Il lavoro a turni mette a dura prova il corpo: i ritmi cambiano, l’energia oscilla – e spesso si dorme proprio male quando finalmente si avrebbe il tempo. Con alcuni piccoli accorgimenti puoi migliorare la qualità del sonno e il recupero, qualunque sia il settore: produzione, assistenza, logistica o informatica.
Il piano sonno ideale per ogni turno
Non conta tanto la "durata perfetta" quanto la regolarità. Organizza il sonno come faresti con un appuntamento.
- Turno mattutino: preparati a dormire prima la sera, alzati con luce intensa per attivare il corpo
- Turno pomeridiano: dopo il lavoro abbassa le luci, concediti una breve pausa prima di andare a letto
- Turno notturno: dopo il turno usa occhiali da sole o un cappellino per schermarti dalla luce del giorno, oscura la stanza e vai subito a dormire
- Giorni liberi: evita di stravolgere il ritmo – sposta l’orario solo di 1–2 ore verso l’orario normale
Energia sul lavoro, senza esagerare con la caffeina
Il caffè aiuta – ma il segreto è quando assumerlo.
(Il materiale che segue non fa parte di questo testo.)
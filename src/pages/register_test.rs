use super::*;

fn valid_form() -> RegistrationForm {
    RegistrationForm {
        username: "alice".to_owned(),
        email: "alice@example.com".to_owned(),
        first_name: "Alice".to_owned(),
        last_name: "Smith".to_owned(),
        password1: "secret123".to_owned(),
        password2: "secret123".to_owned(),
    }
}

// =============================================================
// Field rules
// =============================================================

#[test]
fn valid_form_has_no_errors() {
    assert!(validate_registration(&valid_form()).is_empty());
}

#[test]
fn short_username_is_rejected() {
    let mut form = valid_form();
    form.username = "al".to_owned();
    let errors = validate_registration(&form);
    assert_eq!(
        errors.get("username"),
        Some(&"Username must be at least 3 characters long".to_owned())
    );
}

#[test]
fn missing_username_is_rejected() {
    let mut form = valid_form();
    form.username = "  ".to_owned();
    assert_eq!(
        validate_registration(&form).get("username"),
        Some(&"Username is required".to_owned())
    );
}

#[test]
fn implausible_email_is_rejected() {
    for email in ["plainaddress", "missing@dot", "@nolocal.com", "x@.start"] {
        let mut form = valid_form();
        form.email = email.to_owned();
        assert_eq!(
            validate_registration(&form).get("email"),
            Some(&"Please enter a valid email address".to_owned()),
            "email {email:?}"
        );
    }
}

#[test]
fn missing_names_are_rejected() {
    let mut form = valid_form();
    form.first_name = String::new();
    form.last_name = String::new();
    let errors = validate_registration(&form);
    assert_eq!(
        errors.get("first_name"),
        Some(&"First name is required".to_owned())
    );
    assert_eq!(
        errors.get("last_name"),
        Some(&"Last name is required".to_owned())
    );
}

#[test]
fn short_password_is_rejected() {
    let mut form = valid_form();
    form.password1 = "short".to_owned();
    form.password2 = "short".to_owned();
    assert_eq!(
        validate_registration(&form).get("password1"),
        Some(&"Password must be at least 8 characters long".to_owned())
    );
}

#[test]
fn mismatched_passwords_are_rejected() {
    let mut form = valid_form();
    form.password2 = "different1".to_owned();
    assert_eq!(
        validate_registration(&form).get("password2"),
        Some(&"Passwords do not match".to_owned())
    );
}

#[test]
fn missing_confirmation_is_rejected() {
    let mut form = valid_form();
    form.password2 = String::new();
    assert_eq!(
        validate_registration(&form).get("password2"),
        Some(&"Please confirm your password".to_owned())
    );
}

// =============================================================
// Backend rejection mapping
// =============================================================

#[test]
fn backend_field_errors_land_on_fields() {
    let error = ApiError::Fields(BTreeMap::from([(
        "email".to_owned(),
        "already taken".to_owned(),
    )]));
    let mapped = apply_rejection(&error);
    assert_eq!(mapped.get("email"), Some(&"already taken".to_owned()));
    assert!(!mapped.contains_key(GENERAL_ERROR));
}

#[test]
fn backend_messages_land_on_general() {
    let error = ApiError::Message("Registration failed".to_owned());
    let mapped = apply_rejection(&error);
    assert_eq!(
        mapped.get(GENERAL_ERROR),
        Some(&"Registration failed".to_owned())
    );
}

// =============================================================
// Email plausibility
// =============================================================

#[test]
fn plausible_emails_are_accepted() {
    for email in ["a@b.com", "first.last@sub.domain.org"] {
        assert!(is_plausible_email(email), "email {email:?}");
    }
}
Punta su un giusto tempismo della caffeina e piccoli stimoli attivanti.
Regola base: prendi la caffeina all’inizio del turno, non nelle 4–6 ore precedenti al sonno.
- 10 minuti di luce naturale o luce forte all’inizio del turno
- Un breve riposino (10–20 minuti), se possibile prima del calo di energia
- Mangia leggero invece di abbuffarti soprattutto durante il turno di notte
Quando vengono pianificati nuovi turni: comunica presto le tue preferenze – una buona organizzazione è un lavoro di squadra.